//! Retry Orchestration
//!
//! Two retry shapes wrap the client:
//! - rediscovery bounded by wall-clock time ([`AdbClient::devices_with_retry`])
//! - command execution bounded by attempt count ([`AdbClient::exec_with_retry`])
//!
//! Each loop owns exactly one [`RetryBudget`] flavor.

use std::time::Duration;

use tokio::time::Instant;
use tracing::{debug, info, warn};

use droidlink_core::{Error, Event, Result};

use crate::adb::AdbClient;
use crate::device::Endpoint;
use crate::runner::ExecOptions;

/// Attempts allowed for a single adb command
pub const EXEC_ATTEMPTS: u32 = 2;

/// Pause after restarting the server before listing again
pub const DISCOVERY_COOLDOWN: Duration = Duration::from_millis(200);

/// Pause after a dropped connection before rediscovering
pub const RECONNECT_DELAY: Duration = Duration::from_millis(1000);

/// How much retrying a loop may still do
#[derive(Debug, Clone, Copy, PartialEq, Eq)]
pub enum RetryBudget {
    /// Bounded by attempt count
    Attempts { remaining: u32 },
    /// Bounded by wall-clock time
    Deadline { started: Instant, limit: Duration },
}

impl RetryBudget {
    pub fn attempts(count: u32) -> Self {
        RetryBudget::Attempts { remaining: count }
    }

    pub fn deadline(limit: Duration) -> Self {
        RetryBudget::Deadline {
            started: Instant::now(),
            limit,
        }
    }

    /// True when no further attempt may start
    pub fn exhausted(&self) -> bool {
        match self {
            RetryBudget::Attempts { remaining } => *remaining == 0,
            RetryBudget::Deadline { started, limit } => started.elapsed() > *limit,
        }
    }

    /// Consume one attempt; a deadline budget is only consumed by time
    pub fn start_attempt(&mut self) {
        if let RetryBudget::Attempts { remaining } = self {
            *remaining = remaining.saturating_sub(1);
        }
    }
}

impl AdbClient {
    /// List devices, restarting the server until at least one shows up
    /// or `timeout` elapses.
    pub async fn devices_with_retry(&self, timeout: Duration) -> Result<Vec<Endpoint>> {
        let budget = RetryBudget::deadline(timeout);
        let mut last_error = None;

        loop {
            if budget.exhausted() {
                return Err(Error::NoDevice {
                    waited_ms: timeout.as_millis() as u64,
                    last_error,
                });
            }

            match self.list_devices().await {
                Ok(devices) if !devices.is_empty() => return Ok(devices),
                Ok(_) => {
                    debug!("No devices listed, restarting adb and checking again");
                    last_error = None;
                }
                Err(e) => {
                    warn!("Device discovery failed, restarting adb: {}", e);
                    last_error = Some(e.to_string());
                }
            }

            self.restart_server().await;
            tokio::time::sleep(DISCOVERY_COOLDOWN).await;
        }
    }

    /// [`AdbClient::devices_with_retry`] with the configured deadline
    pub async fn connected_devices(&self) -> Result<Vec<Endpoint>> {
        self.devices_with_retry(self.device_timeout).await
    }

    /// Run a scoped command, retrying once.
    ///
    /// A dropped connection triggers a reconnection pass before the retry.
    /// The last error is returned unchanged once attempts run out.
    pub async fn exec_with_retry(&self, args: &[&str], options: ExecOptions) -> Result<String> {
        let mut budget = RetryBudget::attempts(EXEC_ATTEMPTS);

        loop {
            budget.start_attempt();
            let err = match self.exec(args, options).await {
                Ok(stdout) => return Ok(stdout),
                Err(e) => e,
            };

            if budget.exhausted() {
                return Err(err);
            }

            if err.is_recoverable() {
                let command = args.join(" ");
                info!("Error sending command, reconnecting device and retrying: {}", command);
                self.events.emit(Event::Rediscovery {
                    command,
                    reason: err.to_string(),
                });
                tokio::time::sleep(RECONNECT_DELAY).await;
                if let Err(e) = self.connected_devices().await {
                    warn!("Reconnection pass failed: {}", e);
                }
            } else {
                debug!("Retrying after failure: {}", err);
            }
        }
    }

    /// Run a shell command on the selected device
    pub async fn shell(&self, args: &[&str]) -> Result<String> {
        let mut full_args = Vec::with_capacity(args.len() + 1);
        full_args.push("shell");
        full_args.extend_from_slice(args);
        self.exec_with_retry(&full_args, self.exec_options()).await
    }
}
|---|
◆ **WORK TO COMPLETE**
Filter the entries above down to the lines that contain the word "shell".

◆ **RESULT BELOW**
    /// Run a shell command on the selected device
    pub async fn shell(&self, args: &[&str]) -> Result<String> {
        full_args.push("shell");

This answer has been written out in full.